How can AI be used in order to make better diagnoses and more accurate pathology prediction?
The number of people looking for a medical advice grows partly due to the aging population. Health care professionals have to handle this growing number of patients in a limited amount of time. They have to make a diagnosis quicker with an increasing risk of medical error. Medical doctors gather patients data: general information, pathologies, test results, lifestyle… Using Artificial Intelligence to build predictive models out of this data can help them with pathology prediction and therefore provide better healthcare.
Healthcare professionals can use predictive models to help them make diagnosis. However, most of them are not Data Scientists and don’t have the skills neither in Machine Learning nor in coding to build predictive models. Healthcare professionals handle a small quantity of data that is essentially their patients’ health data and can be considered as Small Data. Traditional Machine Learning tools don’t handle Small Data well.

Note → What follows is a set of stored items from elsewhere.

//! Common error types for Big Board

use thiserror::Error;

/// Common result type for Big Board operations
pub type Result<T> = std::result::Result<T, Error>;

/// Common error types across the Big Board crates
#[derive(Error, Debug)]
pub enum Error {
    /// Database operation error (wraps sqlx::Error)
    #[error("Database error: {0}")]
    Database(#[from] sqlx::Error),

    /// I/O operation error (wraps std::io::Error)
    #[error("IO error: {0}")]
    Io(#[from] std::io::Error),

    /// Configuration loading or validation error
    #[error("Configuration error: {0}")]
    Config(String),

    /// Requested item, category or member does not exist
    #[error("Not found: {0}")]
    NotFound(String),

    /// Malformed input, rejected before anything is written
    #[error("Invalid input: {0}")]
    Validation(String),

    /// Internal error
    #[error("Internal error: {0}")]
    Internal(String),
}
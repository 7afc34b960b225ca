//! Health and build identification endpoints

use axum::{routing::get, Json, Router};
use serde::Serialize;

use crate::AppState;

#[derive(Debug, Serialize)]
pub struct HealthResponse {
    pub status: String,
    pub module: String,
    pub version: String,
}

#[derive(Debug, Serialize)]
pub struct BuildInfo {
    pub version: String,
    pub git_hash: String,
    pub build_timestamp: String,
    pub build_profile: String,
}

/// GET /health
pub async fn health_check() -> Json<HealthResponse> {
    Json(HealthResponse {
        status: "ok".to_string(),
        module: "bigboard-server".to_string(),
        version: env!("CARGO_PKG_VERSION").to_string(),
    })
}

/// GET /api/buildinfo
pub async fn get_build_info() -> Json<BuildInfo> {
    Json(BuildInfo {
        version: env!("CARGO_PKG_VERSION").to_string(),
        git_hash: env!("GIT_HASH").to_string(),
        build_timestamp: env!("BUILD_TIMESTAMP").to_string(),
        build_profile: env!("BUILD_PROFILE").to_string(),
    })
}

/// Build health check routes
pub fn health_routes() -> Router<AppState> {
    Router::new()
        .route("/health", get(health_check))
        .route("/api/buildinfo", get(get_build_info))
}
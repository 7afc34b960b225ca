//! Family member endpoints

use axum::{
    extract::{rejection::QueryRejection, Path, Query, State},
    Json,
};
use bigboard_common::model::FamilyMember;
use serde::{Deserialize, Serialize};

use super::error::ApiResult;
use crate::AppState;

#[derive(Debug, Serialize)]
pub struct MembersResponse {
    pub family_members: Vec<FamilyMember>,
}

#[derive(Debug, Serialize)]
pub struct MemberResponse {
    pub status: &'static str,
    pub family_member: FamilyMember,
}

#[derive(Debug, Deserialize)]
pub struct ColorQuery {
    pub color: String,
}

/// GET /api/family-members
pub async fn list_members(State(state): State<AppState>) -> ApiResult<Json<MembersResponse>> {
    Ok(Json(MembersResponse {
        family_members: state.board.list_members().await?,
    }))
}

/// PUT /api/family-members/:name/color?color=%23RRGGBB
pub async fn update_member_color(
    State(state): State<AppState>,
    Path(name): Path<String>,
    query: Result<Query<ColorQuery>, QueryRejection>,
) -> ApiResult<Json<MemberResponse>> {
    let Query(ColorQuery { color }) = query?;
    let member = state.board.update_member_color(&name, &color).await?;
    Ok(Json(MemberResponse {
        status: "ok",
        family_member: member,
    }))
}
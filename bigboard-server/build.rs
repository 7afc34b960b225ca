//! Build script for bigboard-server
//!
//! Captures build identification information at compile time:
//! - Git commit hash (short form)
//! - Build timestamp
//! - Build profile (debug/release)

use std::process::Command;

fn main() {
    let git_hash = Command::new("git")
        .args(["rev-parse", "--short=8", "HEAD"])
        .output()
        .ok()
        .filter(|output| output.status.success())
        .and_then(|output| String::from_utf8(output.stdout).ok())
        .map(|s| s.trim().to_string())
        .unwrap_or_else(|| "unknown".to_string());

    let build_timestamp = chrono::Utc::now().to_rfc3339_opts(chrono::SecondsFormat::Secs, true);

    let profile = std::env::var("PROFILE").unwrap_or_else(|_| "unknown".to_string());

    println!("cargo:rustc-env=GIT_HASH={}", git_hash);
    println!("cargo:rustc-env=BUILD_TIMESTAMP={}", build_timestamp);
    println!("cargo:rustc-env=BUILD_PROFILE={}", profile);

    // No rerun-if-changed directives: the script reruns on every build so the
    // hash and timestamp stay current
}
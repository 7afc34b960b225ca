//! Visibility resolver
//!
//! Given every stored item and a target date, produces the ordered list of
//! items on that day's board:
//!
//! 1. date-bound items whose anchor is the target date
//! 2. recurring date-bound items whose rule fires on the target date
//!    (anchor == target is already covered by 1)
//! 3. stay-until-done items that are still pending, whatever the date
//!
//! Date-bound items handled on a different day are shown as pending. That
//! override lives only in the returned view; stored state is never touched.

use chrono::NaiveDate;
use std::cmp::Ordering;

use crate::model::Item;
use crate::recurrence;

/// Items visible on `target`, sorted by time (untimed last), then title
pub fn resolve(items: &[Item], target: NaiveDate) -> Vec<Item> {
    let mut visible: Vec<Item> = items
        .iter()
        .filter_map(|item| select(item, target))
        .collect();
    visible.sort_by(board_order);
    visible
}

/// Each item lands in exactly one branch, so no item is selected twice.
fn select(item: &Item, target: NaiveDate) -> Option<Item> {
    if item.stay_until_done {
        return (!item.handled).then(|| item.clone());
    }

    let on_board = item.occurs_on == target
        || recurrence::matches(item.occurs_on, item.recurrence, item.recurrence_day, target);
    on_board.then(|| reset_stale_handled(item.clone(), target))
}

/// Handled state only counts for the day it was recorded on
fn reset_stale_handled(mut item: Item, target: NaiveDate) -> Item {
    if item.handled && item.handled_on != Some(target) {
        item.handled = false;
        item.handled_on = None;
    }
    item
}

fn board_order(a: &Item, b: &Item) -> Ordering {
    let by_time = match (a.time_of_day, b.time_of_day) {
        (Some(x), Some(y)) => x.cmp(&y),
        (Some(_), None) => Ordering::Less,
        (None, Some(_)) => Ordering::Greater,
        (None, None) => Ordering::Equal,
    };
    by_time.then_with(|| a.title.cmp(&b.title))
}
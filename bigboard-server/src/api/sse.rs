//! Server-Sent Events: the live board feed
//!
//! Each stream is one viewer connection. The stream owns the hub
//! subscription, so when the client goes away axum drops the stream and the
//! connection is removed from the hub.

use std::convert::Infallible;
use std::time::Duration;

use async_stream::stream;
use axum::{
    extract::State,
    response::sse::{Event, KeepAlive, Sse},
};
use futures::stream::Stream;
use tracing::{debug, warn};

use super::error::ApiResult;
use crate::AppState;

/// GET /api/events
///
/// Streams one `init` event, then an `update` after every change. The SSE
/// `id` is the snapshot revision.
pub async fn event_stream(
    State(state): State<AppState>,
) -> ApiResult<Sse<impl Stream<Item = Result<Event, Infallible>>>> {
    let mut subscription = state.board.subscribe().await?;
    debug!("SSE stream opened for viewer {}", subscription.id());

    let stream = stream! {
        while let Some(event) = subscription.recv().await {
            match serde_json::to_string(&event) {
                Ok(json) => {
                    yield Ok(Event::default()
                        .event(event.kind.as_str())
                        .id(event.revision.to_string())
                        .data(json));
                }
                Err(e) => warn!("Failed to serialize board event: {}", e),
            }
        }
        debug!("SSE stream closed for viewer {}", subscription.id());
    };

    Ok(Sse::new(stream).keep_alive(
        KeepAlive::new()
            .interval(Duration::from_secs(15))
            .text("keep-alive"),
    ))
}
#[cfg(test)]
mod tests {
    use super::*;
    use serde_json::json;

    fn categories() -> Vec<Category> {
        DEFAULT_CATEGORIES
            .iter()
            .map(|name| Category { name: name.to_string() })
            .collect()
    }

    fn stored_item() -> Item {
        Item {
            id: 7,
            title: "Piano".to_string(),
            owner: "Emma".to_string(),
            occurs_on: NaiveDate::from_ymd_opt(2024, 1, 2).unwrap(),
            time_of_day: NaiveTime::from_hms_opt(16, 30, 0),
            category: "Activity".to_string(),
            recurrence: Some(Recurrence::Weekly),
            recurrence_day: Some(1),
            stay_until_done: false,
            handled: false,
            handled_on: None,
        }
    }

    #[test]
    fn test_palette_cycles_by_member_count() {
        assert_eq!(palette_color(0), "#FF6B6B");
        assert_eq!(palette_color(7), "#00B894");
        assert_eq!(palette_color(8), "#FF6B6B");
    }

    #[test]
    fn test_recurrence_parsing() {
        assert_eq!(Recurrence::parse_optional(None).unwrap(), None);
        assert_eq!(Recurrence::parse_optional(Some("none")).unwrap(), None);
        assert_eq!(Recurrence::parse_optional(Some("  ")).unwrap(), None);
        assert_eq!(
            Recurrence::parse_optional(Some("Weekly")).unwrap(),
            Some(Recurrence::Weekly)
        );
        assert!(matches!(
            Recurrence::parse_optional(Some("yearly")),
            Err(Error::Validation(_))
        ));
    }

    #[test]
    fn test_recurrence_day_ranges() {
        assert_eq!(Recurrence::validate_day(Some(Recurrence::Weekly), Some(6)).unwrap(), Some(6));
        assert!(Recurrence::validate_day(Some(Recurrence::Weekly), Some(7)).is_err());
        assert!(Recurrence::validate_day(Some(Recurrence::Monthly), Some(0)).is_err());
        assert_eq!(Recurrence::validate_day(Some(Recurrence::Monthly), Some(31)).unwrap(), Some(31));
        assert!(Recurrence::validate_day(None, Some(3)).is_err());
        assert!(Recurrence::validate_day(Some(Recurrence::Daily), Some(3)).is_err());
        assert_eq!(Recurrence::validate_day(None, None).unwrap(), None);
    }

    #[test]
    fn test_draft_validates_into_new_item() {
        let draft: ItemDraft = serde_json::from_value(json!({
            "title": " Pickup ",
            "family_member": "Dad",
            "date": "2024-01-01",
            "time": "15:05",
            "category": "School",
            "recurrence": "weekly",
            "recurrence_day": 0
        }))
        .unwrap();

        let item = draft.validate(&categories()).unwrap();
        assert_eq!(item.title, "Pickup");
        assert_eq!(item.owner, "Dad");
        assert_eq!(item.occurs_on, NaiveDate::from_ymd_opt(2024, 1, 1).unwrap());
        assert_eq!(item.time_of_day, NaiveTime::from_hms_opt(15, 5, 0));
        assert_eq!(item.recurrence, Some(Recurrence::Weekly));
        assert_eq!(item.recurrence_day, Some(0));
        assert!(!item.stay_until_done);
    }

    #[test]
    fn test_draft_rejects_malformed_fields() {
        let base = json!({
            "title": "Dentist", "owner": "Mom", "date": "2024-02-30", "category": "Meeting"
        });
        let draft: ItemDraft = serde_json::from_value(base).unwrap();
        assert!(matches!(draft.validate(&categories()), Err(Error::Validation(_))));

        let draft: ItemDraft = serde_json::from_value(json!({
            "title": "Dentist", "owner": "Mom", "date": "2024-02-03",
            "time": "25:00", "category": "Meeting"
        }))
        .unwrap();
        assert!(draft.validate(&categories()).is_err());

        let draft: ItemDraft = serde_json::from_value(json!({
            "title": "Dentist", "owner": "Mom", "date": "2024-02-03", "category": "Chores"
        }))
        .unwrap();
        assert!(draft.validate(&categories()).is_err());
    }

    #[test]
    fn test_draft_rejects_unknown_keys() {
        let result = serde_json::from_value::<ItemDraft>(json!({
            "title": "x", "owner": "y", "date": "2024-01-01", "category": "Task", "priority": 1
        }));
        assert!(result.is_err());
    }

    #[test]
    fn test_patch_rejects_unknown_and_handled_keys() {
        assert!(serde_json::from_value::<ItemPatch>(json!({"handled": true})).is_err());
        assert!(serde_json::from_value::<ItemPatch>(json!({"colour": "red"})).is_err());
    }

    #[test]
    fn test_empty_patch_is_invalid() {
        let patch = ItemPatch::default();
        assert!(patch.is_empty());
        assert!(matches!(
            patch.apply_to(&stored_item(), &categories()),
            Err(Error::Validation(_))
        ));
    }

    #[test]
    fn test_patch_distinguishes_null_from_absent() {
        let patch: ItemPatch = serde_json::from_value(json!({"time": null})).unwrap();
        let updated = patch.apply_to(&stored_item(), &categories()).unwrap();
        assert_eq!(updated.time_of_day, None);
        assert_eq!(updated.title, "Piano");

        let patch: ItemPatch = serde_json::from_value(json!({"title": "Piano lesson"})).unwrap();
        let updated = patch.apply_to(&stored_item(), &categories()).unwrap();
        assert_eq!(updated.time_of_day, NaiveTime::from_hms_opt(16, 30, 0));
        assert_eq!(updated.title, "Piano lesson");
    }

    #[test]
    fn test_patch_clearing_recurrence_clears_day() {
        let patch: ItemPatch = serde_json::from_value(json!({"recurrence": null})).unwrap();
        let updated = patch.apply_to(&stored_item(), &categories()).unwrap();
        assert_eq!(updated.recurrence, None);
        assert_eq!(updated.recurrence_day, None);

        let patch: ItemPatch = serde_json::from_value(json!({"recurrence": "daily"})).unwrap();
        let updated = patch.apply_to(&stored_item(), &categories()).unwrap();
        assert_eq!(updated.recurrence, Some(Recurrence::Daily));
        assert_eq!(updated.recurrence_day, None);
    }

    #[test]
    fn test_patch_changing_rule_kind_drops_stale_day() {
        let mut item = stored_item();
        item.recurrence = Some(Recurrence::Monthly);
        item.recurrence_day = Some(3);

        let patch: ItemPatch = serde_json::from_value(json!({"recurrence": "weekly"})).unwrap();
        let updated = patch.apply_to(&item, &categories()).unwrap();
        assert_eq!(updated.recurrence, Some(Recurrence::Weekly));
        assert_eq!(updated.recurrence_day, None);

        let patch: ItemPatch =
            serde_json::from_value(json!({"recurrence": "weekly", "recurrenceDay": 4})).unwrap();
        assert_eq!(patch.apply_to(&item, &categories()).unwrap().recurrence_day, Some(4));

        let patch: ItemPatch = serde_json::from_value(json!({"recurrence": "monthly"})).unwrap();
        assert_eq!(patch.apply_to(&item, &categories()).unwrap().recurrence_day, Some(3));

        let patch: ItemPatch = serde_json::from_value(json!({"title": "Rent"})).unwrap();
        assert_eq!(patch.apply_to(&item, &categories()).unwrap().recurrence_day, Some(3));
    }

    #[test]
    fn test_invalid_patch_applies_nothing() {
        let item = stored_item();
        let patch: ItemPatch =
            serde_json::from_value(json!({"title": "New", "date": "not-a-date"})).unwrap();
        assert!(patch.apply_to(&item, &categories()).is_err());
        assert_eq!(item.title, "Piano");
    }

    #[test]
    fn test_patch_keeps_category_removed_from_registry() {
        let mut item = stored_item();
        item.category = "Retired".to_string();
        let patch: ItemPatch = serde_json::from_value(json!({"category": "Retired"})).unwrap();
        assert_eq!(patch.apply_to(&item, &categories()).unwrap().category, "Retired");
    }

    #[test]
    fn test_set_handled_keeps_invariant() {
        let mut item = stored_item();
        let day = NaiveDate::from_ymd_opt(2024, 1, 9).unwrap();
        item.set_handled(true, day);
        assert_eq!(item.handled_on, Some(day));
        item.set_handled(false, day);
        assert!(!item.handled);
        assert_eq!(item.handled_on, None);
    }

    #[test]
    fn test_item_wire_names() {
        let value = serde_json::to_value(stored_item()).unwrap();
        assert_eq!(value["date"], "2024-01-02");
        assert_eq!(value["time"], "16:30");
        assert_eq!(value["recurrence"], "weekly");
        assert_eq!(value["recurrenceDay"], 1);
        assert_eq!(value["stayUntilDone"], false);
        assert!(value["handledOn"].is_null());
    }

    #[test]
    fn test_color_validation() {
        assert_eq!(parse_color("#a1B2c3").unwrap(), "#a1B2c3");
        assert!(parse_color("red").is_err());
        assert!(parse_color("#12345").is_err());
    }
}
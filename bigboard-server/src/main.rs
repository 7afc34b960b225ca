//! Big Board server - Main entry point
//!
//! Serves the household board over HTTP and pushes every change to the
//! connected displays over Server-Sent Events.

use std::path::PathBuf;
use std::sync::Arc;

use anyhow::{Context, Result};
use bigboard_common::clock::{DisplayClock, LocalClock};
use bigboard_common::config::{
    database_path, default_config_path, resolve_root_folder, TomlConfig, ROOT_FOLDER_ENV,
};
use bigboard_common::db::SqliteStore;
use bigboard_server::board::BoardService;
use bigboard_server::hub::BroadcastHub;
use bigboard_server::{build_router, AppState};
use clap::Parser;
use tokio::signal;
use tracing::{info, warn};
use tracing_subscriber::{layer::SubscriberExt, util::SubscriberInitExt};

const DEFAULT_PORT: u16 = 8000;
const DEFAULT_BIND: &str = "0.0.0.0";
const DEFAULT_LOG_FILTER: &str = "bigboard_server=info,bigboard_common=info,tower_http=info";

/// Command-line arguments for bigboard-server
#[derive(Parser, Debug)]
#[command(name = "bigboard-server")]
#[command(about = "Household schedule board with live display sync")]
#[command(version)]
struct Args {
    /// Port to listen on [default: 8000]
    #[arg(short, long, env = "BIGBOARD_PORT")]
    port: Option<u16>,

    /// Address to bind [default: 0.0.0.0]
    #[arg(short, long, env = "BIGBOARD_BIND")]
    bind: Option<String>,

    /// Folder holding big_board.db (also read from BIGBOARD_ROOT_FOLDER)
    #[arg(short, long)]
    root_folder: Option<PathBuf>,

    /// Config file (defaults to the platform config location)
    #[arg(short, long)]
    config: Option<PathBuf>,
}

#[tokio::main]
async fn main() -> Result<()> {
    let args = Args::parse();

    // The config file may set the log level, so read it before tracing is up
    // and report how it went afterwards
    let config_path = args.config.clone().or_else(default_config_path);
    let loaded = config_path.as_deref().map(TomlConfig::load);
    let config = match &loaded {
        Some(Ok(config)) => config.clone(),
        _ => TomlConfig::default(),
    };

    let default_filter = config.log_level.as_deref().unwrap_or(DEFAULT_LOG_FILTER);
    tracing_subscriber::registry()
        .with(
            tracing_subscriber::EnvFilter::try_from_default_env()
                .unwrap_or_else(|_| default_filter.into()),
        )
        .with(tracing_subscriber::fmt::layer())
        .init();

    info!(
        "Starting Big Board server v{} [{}] built {} ({})",
        env!("CARGO_PKG_VERSION"),
        env!("GIT_HASH"),
        env!("BUILD_TIMESTAMP"),
        env!("BUILD_PROFILE")
    );

    match (&config_path, loaded) {
        (Some(path), Some(Ok(_))) => info!("Loaded config file: {}", path.display()),
        (Some(path), Some(Err(e))) => warn!("Ignoring config file {}: {}", path.display(), e),
        _ => info!("No config file found, using defaults"),
    }

    let rollover_hour = config
        .rollover_hour()
        .context("Invalid configuration")?;
    let port = args.port.or(config.port).unwrap_or(DEFAULT_PORT);
    let bind = args
        .bind
        .or_else(|| config.bind.clone())
        .unwrap_or_else(|| DEFAULT_BIND.to_string());

    let root_folder = resolve_root_folder(args.root_folder.as_deref(), ROOT_FOLDER_ENV, &config);
    let db_path = database_path(&root_folder);
    info!("Database path: {}", db_path.display());

    let store = SqliteStore::open(&db_path)
        .await
        .with_context(|| format!("Failed to open database {}", db_path.display()))?;
    info!("Database ready");

    let hub = Arc::new(BroadcastHub::new());
    let board = Arc::new(BoardService::new(
        Arc::new(store),
        Arc::clone(&hub),
        Arc::new(LocalClock),
        DisplayClock::new(rollover_hour),
    ));
    info!(
        "Board rolls over to tomorrow at {:02}:00; display date is {}",
        rollover_hour,
        board.display_date().0
    );

    let app = build_router(AppState::new(board));

    let listener = tokio::net::TcpListener::bind((bind.as_str(), port))
        .await
        .with_context(|| format!("Failed to bind to {}:{}", bind, port))?;
    info!("Big Board listening on http://{}:{}", bind, port);
    info!("Health check: http://{}:{}/health", bind, port);

    // Open SSE streams never finish on their own; closing the hub ends them
    // so graceful shutdown can complete
    let shutdown_hub = Arc::clone(&hub);
    axum::serve(listener, app)
        .with_graceful_shutdown(async move {
            shutdown_signal().await;
            shutdown_hub.shutdown();
        })
        .await
        .context("Server error")?;

    info!("Server shutdown complete");
    Ok(())
}

/// Graceful shutdown signal handler
async fn shutdown_signal() {
    let ctrl_c = async {
        signal::ctrl_c()
            .await
            .expect("Failed to install Ctrl+C handler");
    };

    #[cfg(unix)]
    let terminate = async {
        signal::unix::signal(signal::unix::SignalKind::terminate())
            .expect("Failed to install signal handler")
            .recv()
            .await;
    };

    #[cfg(not(unix))]
    let terminate = std::future::pending::<()>();

    tokio::select! {
        _ = ctrl_c => {
            info!("Received Ctrl+C, shutting down");
        },
        _ = terminate => {
            info!("Received terminate signal, shutting down");
        },
    }
}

In this context, MyDataModels offers a product called TADA. It is an easy to use software solution which helps healthcare professionals such as doctors, researchers, nurses, etc. to automatically create predictive models using their patients related Small Data.
TADA can be used without any prior Data Science knowledge. Healthcare professionals can use their patients’ data without normalization or preprocessing and get pertinent results in less than a minute.
MyDataModels offers a self-service software solution for those professionals who own Small Data and have no Data science know-how.
Emergency Room (ER) and call centers receive a growing number of requests handled with increasing difficulty. Correctly guiding patients and optimizing care paths is among the biggest challenges that healthcare professionals will have to deal with in the coming years.
“Predictive model makes possible to identify with great precision a patients’ pathology”
By combining TADA with the answers to a few questions asked to the patients, it is possible to identify with great precision a patients’ pathology. Hence, the treatments can be administered quicker. In a nutshell, through the use of TADA, the patients waiting times can be reduced and their overall care path can be improved.
TADA will never replace healthcare professionals’ expertise, but it can provide them the support they need to speed up diagnosis.